▸ Exercise objective:
Look over the lines below. Report each one that includes the string "limit".

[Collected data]
☆ ☆ ☆ ☆ ☆

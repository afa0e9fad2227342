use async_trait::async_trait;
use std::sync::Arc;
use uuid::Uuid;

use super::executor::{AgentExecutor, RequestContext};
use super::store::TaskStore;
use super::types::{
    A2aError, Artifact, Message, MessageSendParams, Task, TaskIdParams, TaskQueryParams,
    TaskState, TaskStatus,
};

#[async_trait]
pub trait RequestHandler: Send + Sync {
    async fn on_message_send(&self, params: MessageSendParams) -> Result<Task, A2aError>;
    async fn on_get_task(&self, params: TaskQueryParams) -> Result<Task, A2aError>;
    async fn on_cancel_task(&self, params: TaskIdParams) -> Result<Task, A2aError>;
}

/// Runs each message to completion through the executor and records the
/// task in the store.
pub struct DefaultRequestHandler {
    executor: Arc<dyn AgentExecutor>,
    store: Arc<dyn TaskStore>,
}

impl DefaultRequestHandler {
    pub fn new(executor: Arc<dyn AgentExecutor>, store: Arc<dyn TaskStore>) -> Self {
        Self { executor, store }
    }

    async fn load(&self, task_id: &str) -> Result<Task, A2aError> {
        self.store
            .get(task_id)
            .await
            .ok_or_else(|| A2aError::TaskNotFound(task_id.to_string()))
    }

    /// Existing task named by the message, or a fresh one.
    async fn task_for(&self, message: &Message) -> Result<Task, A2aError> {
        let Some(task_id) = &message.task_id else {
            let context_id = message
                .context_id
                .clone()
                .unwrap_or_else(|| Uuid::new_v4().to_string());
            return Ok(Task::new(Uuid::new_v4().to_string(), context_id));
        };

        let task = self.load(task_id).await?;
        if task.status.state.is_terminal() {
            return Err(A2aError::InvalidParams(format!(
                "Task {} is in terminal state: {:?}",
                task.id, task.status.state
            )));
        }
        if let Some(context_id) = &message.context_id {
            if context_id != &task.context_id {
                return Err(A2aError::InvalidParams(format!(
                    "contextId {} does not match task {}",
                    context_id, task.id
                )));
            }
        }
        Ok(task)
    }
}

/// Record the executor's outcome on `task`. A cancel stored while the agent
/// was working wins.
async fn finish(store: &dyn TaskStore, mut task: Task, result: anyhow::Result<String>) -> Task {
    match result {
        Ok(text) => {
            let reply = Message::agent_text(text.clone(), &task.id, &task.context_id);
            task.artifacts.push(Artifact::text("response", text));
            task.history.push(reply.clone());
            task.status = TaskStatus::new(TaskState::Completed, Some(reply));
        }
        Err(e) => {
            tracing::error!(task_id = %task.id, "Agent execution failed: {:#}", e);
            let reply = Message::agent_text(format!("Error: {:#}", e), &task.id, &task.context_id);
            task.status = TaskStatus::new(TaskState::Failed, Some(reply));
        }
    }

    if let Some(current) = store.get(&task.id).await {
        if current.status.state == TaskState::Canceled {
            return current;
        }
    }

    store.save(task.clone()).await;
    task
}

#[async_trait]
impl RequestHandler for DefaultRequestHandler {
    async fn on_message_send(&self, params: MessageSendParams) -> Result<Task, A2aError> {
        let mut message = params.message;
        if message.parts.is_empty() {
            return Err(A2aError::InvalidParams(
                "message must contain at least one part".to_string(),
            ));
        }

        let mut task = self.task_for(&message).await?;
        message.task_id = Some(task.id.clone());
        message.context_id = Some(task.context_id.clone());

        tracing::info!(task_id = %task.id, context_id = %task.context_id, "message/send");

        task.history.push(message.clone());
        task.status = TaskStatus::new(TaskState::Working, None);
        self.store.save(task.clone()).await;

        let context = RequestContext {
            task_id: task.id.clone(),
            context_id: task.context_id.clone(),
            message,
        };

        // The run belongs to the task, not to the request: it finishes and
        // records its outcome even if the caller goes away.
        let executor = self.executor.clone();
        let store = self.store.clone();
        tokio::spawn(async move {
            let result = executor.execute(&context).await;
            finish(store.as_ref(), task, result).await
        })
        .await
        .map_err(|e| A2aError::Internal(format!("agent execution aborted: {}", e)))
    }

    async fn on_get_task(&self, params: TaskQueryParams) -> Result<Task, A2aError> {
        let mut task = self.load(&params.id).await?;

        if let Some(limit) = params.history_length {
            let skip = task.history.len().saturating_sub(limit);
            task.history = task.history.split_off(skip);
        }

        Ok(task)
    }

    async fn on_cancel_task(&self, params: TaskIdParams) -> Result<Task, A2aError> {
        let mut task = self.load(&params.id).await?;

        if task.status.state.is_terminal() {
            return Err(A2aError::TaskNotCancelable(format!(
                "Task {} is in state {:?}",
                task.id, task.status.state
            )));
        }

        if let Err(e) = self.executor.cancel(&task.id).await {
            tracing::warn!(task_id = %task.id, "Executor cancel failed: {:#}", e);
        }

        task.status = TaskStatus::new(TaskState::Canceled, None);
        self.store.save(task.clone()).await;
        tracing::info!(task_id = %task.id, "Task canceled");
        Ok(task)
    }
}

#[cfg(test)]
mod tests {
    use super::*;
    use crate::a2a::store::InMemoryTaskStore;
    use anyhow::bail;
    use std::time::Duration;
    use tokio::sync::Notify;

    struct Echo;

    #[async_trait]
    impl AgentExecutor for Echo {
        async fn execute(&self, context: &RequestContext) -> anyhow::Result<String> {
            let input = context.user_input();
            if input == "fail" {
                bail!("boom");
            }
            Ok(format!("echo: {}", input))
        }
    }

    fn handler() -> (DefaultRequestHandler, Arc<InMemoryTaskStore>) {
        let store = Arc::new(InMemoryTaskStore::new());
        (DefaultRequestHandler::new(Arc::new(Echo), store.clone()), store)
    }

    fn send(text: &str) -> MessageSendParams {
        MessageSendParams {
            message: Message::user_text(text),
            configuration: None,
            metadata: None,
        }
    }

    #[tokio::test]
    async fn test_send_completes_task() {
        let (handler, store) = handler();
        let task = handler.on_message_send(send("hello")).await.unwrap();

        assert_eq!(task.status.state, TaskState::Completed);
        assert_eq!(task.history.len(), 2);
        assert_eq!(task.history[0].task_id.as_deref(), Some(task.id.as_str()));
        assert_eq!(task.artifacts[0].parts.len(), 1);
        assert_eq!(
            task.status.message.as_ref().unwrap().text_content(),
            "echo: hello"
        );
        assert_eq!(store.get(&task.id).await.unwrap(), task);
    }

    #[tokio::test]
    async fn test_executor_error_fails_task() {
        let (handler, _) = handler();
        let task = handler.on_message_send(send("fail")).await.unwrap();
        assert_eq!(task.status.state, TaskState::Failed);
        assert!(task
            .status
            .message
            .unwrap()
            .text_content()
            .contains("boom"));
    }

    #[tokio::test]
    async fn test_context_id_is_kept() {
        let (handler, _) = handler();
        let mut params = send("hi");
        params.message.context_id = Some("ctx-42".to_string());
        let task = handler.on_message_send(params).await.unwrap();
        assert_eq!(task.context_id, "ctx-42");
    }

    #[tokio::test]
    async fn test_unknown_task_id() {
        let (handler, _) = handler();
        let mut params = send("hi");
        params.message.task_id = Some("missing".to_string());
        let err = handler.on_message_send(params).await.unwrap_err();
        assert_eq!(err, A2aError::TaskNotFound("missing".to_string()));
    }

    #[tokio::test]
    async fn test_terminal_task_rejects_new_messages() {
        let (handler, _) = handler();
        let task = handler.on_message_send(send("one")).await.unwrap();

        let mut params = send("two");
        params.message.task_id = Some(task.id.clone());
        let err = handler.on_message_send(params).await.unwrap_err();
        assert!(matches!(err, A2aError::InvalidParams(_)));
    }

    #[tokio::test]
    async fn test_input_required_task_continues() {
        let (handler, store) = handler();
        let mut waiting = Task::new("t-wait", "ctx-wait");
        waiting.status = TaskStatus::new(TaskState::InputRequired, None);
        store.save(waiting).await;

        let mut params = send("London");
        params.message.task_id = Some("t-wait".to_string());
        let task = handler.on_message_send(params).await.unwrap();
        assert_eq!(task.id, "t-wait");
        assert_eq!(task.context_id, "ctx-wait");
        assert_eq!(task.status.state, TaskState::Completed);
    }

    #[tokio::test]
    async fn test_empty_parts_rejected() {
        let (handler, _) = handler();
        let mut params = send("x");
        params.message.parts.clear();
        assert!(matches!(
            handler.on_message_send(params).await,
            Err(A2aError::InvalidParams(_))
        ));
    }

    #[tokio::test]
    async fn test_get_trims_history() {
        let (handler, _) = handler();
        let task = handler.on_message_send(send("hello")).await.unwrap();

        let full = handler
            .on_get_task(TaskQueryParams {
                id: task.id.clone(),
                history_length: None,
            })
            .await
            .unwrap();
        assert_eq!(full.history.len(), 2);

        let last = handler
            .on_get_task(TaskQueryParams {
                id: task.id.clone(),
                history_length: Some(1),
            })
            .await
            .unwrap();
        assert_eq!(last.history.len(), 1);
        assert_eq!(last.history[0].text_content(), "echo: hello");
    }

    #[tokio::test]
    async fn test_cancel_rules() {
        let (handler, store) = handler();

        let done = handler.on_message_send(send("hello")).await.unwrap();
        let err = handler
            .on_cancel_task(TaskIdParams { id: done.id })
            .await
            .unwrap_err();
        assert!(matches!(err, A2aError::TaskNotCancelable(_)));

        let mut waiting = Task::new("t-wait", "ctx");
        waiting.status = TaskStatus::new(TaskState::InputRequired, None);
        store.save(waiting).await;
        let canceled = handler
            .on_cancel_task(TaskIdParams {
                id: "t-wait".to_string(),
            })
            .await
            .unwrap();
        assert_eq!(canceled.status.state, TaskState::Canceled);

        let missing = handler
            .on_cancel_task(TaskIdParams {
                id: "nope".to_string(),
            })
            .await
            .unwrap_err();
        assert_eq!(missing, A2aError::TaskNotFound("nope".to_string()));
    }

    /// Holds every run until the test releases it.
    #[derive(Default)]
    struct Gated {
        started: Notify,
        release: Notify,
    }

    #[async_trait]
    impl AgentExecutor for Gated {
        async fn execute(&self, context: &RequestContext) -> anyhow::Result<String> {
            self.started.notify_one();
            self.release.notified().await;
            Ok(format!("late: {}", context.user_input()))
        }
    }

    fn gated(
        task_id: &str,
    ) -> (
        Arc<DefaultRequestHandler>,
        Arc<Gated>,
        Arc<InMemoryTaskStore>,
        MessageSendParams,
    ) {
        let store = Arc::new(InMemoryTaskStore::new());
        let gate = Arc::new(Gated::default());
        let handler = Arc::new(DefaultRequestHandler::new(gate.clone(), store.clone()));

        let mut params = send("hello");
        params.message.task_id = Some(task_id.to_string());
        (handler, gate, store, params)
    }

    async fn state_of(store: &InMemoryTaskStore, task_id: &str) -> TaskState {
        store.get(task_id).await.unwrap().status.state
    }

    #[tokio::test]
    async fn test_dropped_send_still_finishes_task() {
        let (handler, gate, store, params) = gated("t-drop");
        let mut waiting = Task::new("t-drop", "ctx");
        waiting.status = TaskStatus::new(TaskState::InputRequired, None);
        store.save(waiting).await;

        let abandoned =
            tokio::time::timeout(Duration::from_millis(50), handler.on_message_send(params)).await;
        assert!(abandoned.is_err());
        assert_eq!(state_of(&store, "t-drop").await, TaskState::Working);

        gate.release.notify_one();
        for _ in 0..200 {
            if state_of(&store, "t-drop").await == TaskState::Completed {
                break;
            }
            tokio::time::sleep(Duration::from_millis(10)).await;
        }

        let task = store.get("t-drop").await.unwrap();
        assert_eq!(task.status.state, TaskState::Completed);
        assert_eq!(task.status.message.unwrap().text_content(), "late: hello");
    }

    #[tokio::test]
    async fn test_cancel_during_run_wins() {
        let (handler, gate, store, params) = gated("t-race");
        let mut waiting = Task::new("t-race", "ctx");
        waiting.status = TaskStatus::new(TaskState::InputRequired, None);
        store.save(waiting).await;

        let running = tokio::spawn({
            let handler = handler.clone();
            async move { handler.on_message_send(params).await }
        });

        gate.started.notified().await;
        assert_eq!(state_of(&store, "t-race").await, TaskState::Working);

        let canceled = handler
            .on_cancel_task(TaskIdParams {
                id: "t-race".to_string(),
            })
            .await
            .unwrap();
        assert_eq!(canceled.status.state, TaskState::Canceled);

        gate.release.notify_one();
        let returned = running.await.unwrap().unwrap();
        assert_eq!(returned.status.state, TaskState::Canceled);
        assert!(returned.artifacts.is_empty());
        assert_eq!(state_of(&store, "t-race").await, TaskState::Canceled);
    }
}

☆ ☆ ☆ ☆ ☆

▸ Answer space:
        if let Some(limit) = params.history_length {
            let skip = task.history.len().saturating_sub(limit);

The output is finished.